As Wheel of Fortune is a "standalone expansion" of Carcassonne, Wheel of Fortune plays identically to Carcassonne.  Wheel of Fortune includes all of the tiles, except the starting tile, present in Carcassonne, as well as the tiles from all expansions that do not involve any new mechanics (primarily from Carcassonne: Inns and Cathedrals, Carcassonne: Traders and Builders, and Carcassonne: King and Scout).  However, certain tiles have additional markings significant to this expansion.
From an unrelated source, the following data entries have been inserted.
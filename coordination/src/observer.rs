//! Hook invoked after every successful generation, for live display.

/// Receives each response as soon as its agent has produced it.
///
/// Observers see text only; they cannot touch agent context.
pub trait TurnObserver: Send + Sync {
    fn on_response(&self, agent: &str, text: &str);
}

/// Observer that ignores everything.
#[derive(Debug, Default, Clone, Copy)]
pub struct SilentObserver;

impl TurnObserver for SilentObserver {
    fn on_response(&self, _agent: &str, _text: &str) {}
}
The new feature of Wheel of Fortune is the namesake wheel, which takes the place of the starting tile.  The wheel consists of a number of spaces, and players, in place of placing followers on the tile they just played, may place tiles on spaces along the rim of the wheel.  Each space on the wheel may have one or two spaces on the rim.  In addition, a pig-shaped marker begins on the wheel, and is moved whenever a tiles with certain markings are drawn.  When these tiles are drawn, the marker is advanced clockwise along the wheel the number of spaces stated on the tile.  The space on the wheel is resolved, and followers on the rim of the particular space are scored, before the tile is placed.  Wheel effects include scoring by all players for certain types of followers (including unplayed followers), scoring by only the player on move, or the removal of a follower on the board (except on the wheel) by all players.  Followers on the wheel score three points, except when there is only one follower on a wheel space that has two spaces on the rim, in which the follower scores six points.  Followers on the wheel at the end of the game are not worth any points.  Once scored, followers on the wheel are returned to their owners.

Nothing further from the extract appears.